С некоторых пор ему стало казаться... нет, он был уже уверен, что крыша его маленького дома — это открытая книга. Или полузакрытая. Она смотрит на него и читает его. Даже нельзя сказать, что мысли читает — все его существо. На ее внутренней поверхности появляются строки, которые иногда проходят по страницам, как морщины на поверхности воды, и исчезают в толще книги. Маленький дом, в котором он жил совсем один, был покрыт красной, местами уже порыжевшей кровлей. Теперь, когда он подходил к дому, он иногда думал, что хорошо бы, если бы какой-нибудь вихрь унес эту крышу куда подальше, чтобы она не мучила его. И пусть бы хлынул дождь... В его доме помимо служебных помещений была только одна большая комната, в которой он и жил. Вверху не было перекрытий, и поэтому сходящиеся своды этой очень большой комнаты повторяли в пространстве стропила крыши. Он так часто глядел один ночью в эти уходящие в высокое пространство своды, что, может быть, именно поэтому ему и явилось, что это книга. Собственно, никаких сомнений у него не было, он это не обсуждал с собой.

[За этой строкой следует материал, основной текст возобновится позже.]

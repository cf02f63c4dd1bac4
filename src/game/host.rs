use std::cell::{Cell, RefCell};
use std::collections::VecDeque;
use std::rc::Rc;

use chrono::Utc;
use rand::SeedableRng;
use rand::rngs::StdRng;
use tracing::{debug, info};

use super::scheduler::Scheduler;
use super::session::{
    FinishedGame, GameEvent, GameSession, PendingPair, Rejection, Selection, Settled, Snapshot,
};
use super::state::Difficulty;
use super::timing::{TICK, Timings};
use crate::error::SessionError;
use crate::records::{KeyValueStore, LeaderboardStore, ScoreEntry};

type Listener = Box<dyn FnMut(&GameEvent)>;

#[derive(Default)]
struct Slot {
    game_id: u64,
    session: Option<GameSession>,
    last_result: Option<ScoreEntry>,
}

struct Shared<K> {
    leaderboard: Option<LeaderboardStore<K>>,
    listener: RefCell<Option<Listener>>,
    queue: RefCell<VecDeque<GameEvent>>,
    dispatching: Cell<bool>,
}

impl<K: KeyValueStore> Shared<K> {
    fn push(&self, events: Vec<GameEvent>) {
        self.queue.borrow_mut().extend(events);
    }

    /// Delivers queued events in order. Events raised by the listener itself
    /// are appended and delivered by the outermost call.
    fn flush(&self) {
        if self.dispatching.replace(true) {
            return;
        }
        let _dispatching = ResetOnDrop(&self.dispatching);
        loop {
            let next = self.queue.borrow_mut().pop_front();
            let Some(event) = next else {
                break;
            };
            let taken = self.listener.borrow_mut().take();
            if let Some(listener) = taken {
                let mut running = RunningListener {
                    cell: &self.listener,
                    listener: Some(listener),
                };
                if let Some(listener) = running.listener.as_mut() {
                    listener(&event);
                }
            }
        }
    }

    fn record_win(&self, record: &FinishedGame) -> (ScoreEntry, bool) {
        let entry = ScoreEntry::from_finished(record, Utc::now());
        let saved = match &self.leaderboard {
            Some(board) => board.submit(entry.clone()),
            None => false,
        };
        info!(
            player = %entry.player_name,
            difficulty = %entry.difficulty,
            seconds = entry.elapsed_seconds,
            moves = entry.move_count,
            saved,
            "game won"
        );
        (entry, saved)
    }
}

/// Clears the dispatch flag even when a listener panics.
struct ResetOnDrop<'a>(&'a Cell<bool>);

impl Drop for ResetOnDrop<'_> {
    fn drop(&mut self) {
        self.0.set(false);
    }
}

/// A listener taken out of its cell while it runs, so it can call
/// `subscribe`. Put back afterwards unless a replacement was installed.
struct RunningListener<'a> {
    cell: &'a RefCell<Option<Listener>>,
    listener: Option<Listener>,
}

impl Drop for RunningListener<'_> {
    fn drop(&mut self) {
        let mut slot = self.cell.borrow_mut();
        if slot.is_none() {
            *slot = self.listener.take();
        }
    }
}

/// Owns the current session on a single-threaded event loop: schedules settle
/// delays and the one-second timer, and forwards wins to the leaderboard.
pub struct GameHost<S, K> {
    scheduler: S,
    timings: Timings,
    rng: RefCell<StdRng>,
    slot: Rc<RefCell<Slot>>,
    shared: Rc<Shared<K>>,
}

impl<S, K> GameHost<S, K>
where
    S: Scheduler,
    K: KeyValueStore + 'static,
{
    pub fn new(scheduler: S, leaderboard: Option<LeaderboardStore<K>>) -> Self {
        GameHost {
            scheduler,
            timings: Timings::default(),
            rng: RefCell::new(StdRng::from_rng(&mut rand::rng())),
            slot: Rc::new(RefCell::new(Slot::default())),
            shared: Rc::new(Shared {
                leaderboard,
                listener: RefCell::new(None),
                queue: RefCell::new(VecDeque::new()),
                dispatching: Cell::new(false),
            }),
        }
    }

    pub fn with_timings(mut self, timings: Timings) -> Self {
        self.timings = timings;
        self
    }

    /// Reproducible deck shuffles.
    pub fn with_seed(self, seed: u64) -> Self {
        *self.rng.borrow_mut() = StdRng::seed_from_u64(seed);
        self
    }

    pub fn timings(&self) -> Timings {
        self.timings
    }

    pub fn scheduler(&self) -> &S {
        &self.scheduler
    }

    pub fn leaderboard(&self) -> Option<&LeaderboardStore<K>> {
        self.shared.leaderboard.as_ref()
    }

    pub fn subscribe(&self, listener: impl FnMut(&GameEvent) + 'static) {
        *self.shared.listener.borrow_mut() = Some(Box::new(listener));
    }

    pub fn new_session(
        &self,
        difficulty: Difficulty,
        player_name: &str,
    ) -> Result<(), SessionError> {
        let session = {
            let mut rng = self.rng.borrow_mut();
            GameSession::new(player_name, difficulty, &mut *rng)?
        };
        self.install(session);
        Ok(())
    }

    /// Replaces the current session with a fresh deck for the same player and difficulty.
    pub fn new_game(&self) -> Result<(), SessionError> {
        let (player_name, difficulty) = {
            let slot = self.slot.borrow();
            let session = slot.session.as_ref().ok_or(SessionError::NoActiveSession)?;
            (session.player_name().to_string(), session.difficulty())
        };
        self.new_session(difficulty, &player_name)
    }

    /// Installs a prepared session, discarding the current one.
    pub fn install(&self, session: GameSession) {
        let game_id = {
            let mut slot = self.slot.borrow_mut();
            // Dropping the old session cancels its timer and pending settle.
            slot.session = None;
            slot.game_id = slot.game_id.wrapping_add(1);
            slot.session = Some(session);
            slot.game_id
        };
        debug!(game_id, "session installed");

        let slot = self.slot.clone();
        let shared = self.shared.clone();
        let timer = self.scheduler.schedule_repeating(
            TICK,
            Box::new(move || {
                {
                    let mut st = slot.borrow_mut();
                    if st.game_id != game_id {
                        return;
                    }
                    let Some(session) = st.session.as_mut() else {
                        return;
                    };
                    if session.tick() {
                        shared.push(session.take_events());
                    }
                }
                shared.flush();
            }),
        );

        let mut slot = self.slot.borrow_mut();
        let current = slot.game_id;
        match slot.session.as_mut() {
            Some(session) if current == game_id => session.attach_timer(timer),
            _ => timer.cancel(),
        }
    }

    pub fn select(&self, index: usize) -> Selection {
        let (selection, game_id) = {
            let mut slot = self.slot.borrow_mut();
            let game_id = slot.game_id;
            let Some(session) = slot.session.as_mut() else {
                return Selection::Rejected(Rejection::NoSession);
            };
            let selection = session.select(index);
            self.shared.push(session.take_events());
            (selection, game_id)
        };

        if let Selection::PairRevealed(pending) = selection {
            self.schedule_settle(game_id, pending);
        }
        self.shared.flush();
        selection
    }

    fn schedule_settle(&self, game_id: u64, pending: PendingPair) {
        let delay = self.timings.settle_delay(pending.resolution);
        let slot = self.slot.clone();
        let shared = self.shared.clone();
        let handle = self.scheduler.schedule_once(
            delay,
            Box::new(move || {
                let won = {
                    let mut st = slot.borrow_mut();
                    if st.game_id != game_id {
                        return;
                    }
                    let Some(session) = st.session.as_mut() else {
                        return;
                    };
                    let settled = session.settle();
                    shared.push(session.take_events());
                    match settled {
                        Some(Settled::Won(_, record)) => Some(record),
                        _ => None,
                    }
                };

                if let Some(record) = won {
                    let (entry, saved) = shared.record_win(&record);
                    slot.borrow_mut().last_result = Some(entry.clone());
                    shared.push(vec![GameEvent::ScoreRecorded { entry, saved }]);
                }
                shared.flush();
            }),
        );

        let mut slot = self.slot.borrow_mut();
        let current = slot.game_id;
        match slot.session.as_mut() {
            Some(session) if current == game_id => session.attach_settle_task(handle),
            _ => handle.cancel(),
        }
    }

    pub fn snapshot(&self) -> Option<Snapshot> {
        self.slot.borrow().session.as_ref().map(GameSession::snapshot)
    }

    pub fn has_session(&self) -> bool {
        self.slot.borrow().session.is_some()
    }

    pub fn game_id(&self) -> u64 {
        self.slot.borrow().game_id
    }

    /// Latest won game, kept even when storing it failed.
    pub fn last_result(&self) -> Option<ScoreEntry> {
        self.slot.borrow().last_result.clone()
    }
}
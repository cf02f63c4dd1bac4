use std::fmt;

use serde::{Deserialize, Serialize};

/// Stored codes are read through [`Difficulty::from_code`], so an unknown or
/// differently cased code loads as `Easy` instead of failing the whole record.
#[derive(Clone, Copy, Debug, PartialEq, Eq, Hash, Default, Serialize, Deserialize)]
#[serde(rename_all = "lowercase", from = "String")]
pub enum Difficulty {
    #[default]
    Easy,
    Medium,
    Hard,
}

impl Difficulty {
    pub const ALL: [Difficulty; 3] = [Difficulty::Easy, Difficulty::Medium, Difficulty::Hard];

    pub fn pair_count(self) -> usize {
        match self {
            Difficulty::Easy => 4,
            Difficulty::Medium => 6,
            Difficulty::Hard => 8,
        }
    }

    pub fn code(self) -> &'static str {
        match self {
            Difficulty::Easy => "easy",
            Difficulty::Medium => "medium",
            Difficulty::Hard => "hard",
        }
    }

    /// Unknown codes fall back to `Easy`; this never fails.
    pub fn from_code(code: &str) -> Self {
        match code.trim().to_ascii_lowercase().as_str() {
            "medium" => Difficulty::Medium,
            "hard" => Difficulty::Hard,
            _ => Difficulty::Easy,
        }
    }
}

impl From<String> for Difficulty {
    fn from(code: String) -> Self {
        Difficulty::from_code(&code)
    }
}

impl fmt::Display for Difficulty {
    fn fmt(&self, f: &mut fmt::Formatter<'_>) -> fmt::Result {
        f.write_str(self.code())
    }
}

#[derive(Clone, Copy, Debug, PartialEq, Eq, Serialize)]
#[serde(rename_all = "lowercase")]
pub enum CardStatus {
    Hidden,
    Revealed,
    Matched,
}

#[derive(Clone, Debug, PartialEq, Eq)]
pub struct Card {
    pub face: &'static str,
    pub status: CardStatus,
}

impl Card {
    pub fn hidden(face: &'static str) -> Self {
        Card {
            face,
            status: CardStatus::Hidden,
        }
    }
}

/// Read-only view of one board position.
#[derive(Clone, Copy, Debug, PartialEq, Eq, Serialize)]
pub struct CardView {
    pub face: &'static str,
    pub status: CardStatus,
}

impl From<&Card> for CardView {
    fn from(card: &Card) -> Self {
        CardView {
            face: card.face,
            status: card.status,
        }
    }
}

#[derive(Clone, Copy, Debug, PartialEq, Eq, Serialize)]
#[serde(rename_all = "lowercase")]
pub enum Phase {
    Playing,
    Resolving,
    Won,
}

#[cfg(test)]
mod tests {
    use super::*;

    #[test]
    fn pair_counts_follow_difficulty() {
        assert_eq!(Difficulty::Easy.pair_count(), 4);
        assert_eq!(Difficulty::Medium.pair_count(), 6);
        assert_eq!(Difficulty::Hard.pair_count(), 8);
    }

    #[test]
    fn unknown_codes_fall_back_to_easy() {
        assert_eq!(Difficulty::from_code("hard"), Difficulty::Hard);
        assert_eq!(Difficulty::from_code(" Medium "), Difficulty::Medium);
        assert_eq!(Difficulty::from_code("impossible"), Difficulty::Easy);
        assert_eq!(Difficulty::from_code(""), Difficulty::Easy);
        assert_eq!(Difficulty::from_code("impossible").pair_count(), 4);
    }

    #[test]
    fn stored_codes_decode_leniently() {
        let decode = |raw: &str| serde_json::from_str::<Difficulty>(raw).unwrap();
        assert_eq!(decode(r#""hard""#), Difficulty::Hard);
        assert_eq!(decode(r#""Medium""#), Difficulty::Medium);
        assert_eq!(decode(r#""nightmare""#), Difficulty::Easy);
        assert_eq!(serde_json::to_string(&Difficulty::Hard).unwrap(), r#""hard""#);
    }

    #[test]
    fn codes_round_trip() {
        for difficulty in Difficulty::ALL {
            assert_eq!(Difficulty::from_code(difficulty.code()), difficulty);
        }
    }
}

Правда, он иногда думал, что стоит обратиться, например, к врачу и узнать, что это такое. Но что ему скажут там? У вас что, крыша поехала? Да я был бы рад, если бы это было так. Тогда что же вы от нас хотите? — спросят в сумасшедшем доме. Так что не имело смысла и идти туда. Переехать куда-нибудь разве? Но на это нет таких денег. Да и жалко покидать свой дом. Тем более, что дом хранит его судьбу, его жизнь в прямом смысле. Получается, что тогда придется брать его, то есть дом, с собой. Да и не хотелось бы, чтобы кто-то посторонний прочел то, что записано теперь в этой книге.
Ему иногда казалось, что книга обнажает его суть, но что это значило, он бы не мог сказать. Он часто повторял, что совесть его чиста, но все время натыкался на двусмысленность этой фразы. К тому же эта книга уже была как будто написана раньше, ведь только написанная книга, так ему временами казалось, может читать нас. Он давно смирился со своей одинокой жизнью, он перестал уже считать ее вызовом некой высшей силе. Он перестал видеть в этом и какой-то стоицизм. Он далек от столпничества, то, что он хотел от себя, — это мужество в любых обстоятельствах. Но временами ему казалось, что птицы, которые садятся на крышу, выклевывают буквы, как вишни, из самой книги, так что внутри текста образуются зияния. «Тот, кто будет читать мою жизнь по этой книге, наверняка будет ломать голову над этими темными местами, потому что буквы вынуты. И будут строить гипотезы, что могли бы значить слова с пропусками. Я не буду им помогать». Но выклеванное место в книге зыбилось, словно рябь проходила по смятой водяной глади, и все становилось ровным. Книга была опять без морщин и изъянов, снова она была светлая и непроницаемая.
Эта книга не была наблюдателем или соглядатаем. Она не была и некой посторонней силой. Он часто пытался понять, чем же она является, почему покрывает строками в ночной тишине страницу за страницей, словно пышным ковром, и не перевертывает, но поглощает испещренную плоскость за плоскостью, запоминая. Он думал о том, что наше сознанье угасает вместе с телом, но разве нельзя сознанию найти свое собственное постороннее жилье? И может быть, крыша и будет таким прибежищем его? Но как в эту крышу-книгу перекачалось его сознание, по каким проводам — он не мог объяснить себе этого.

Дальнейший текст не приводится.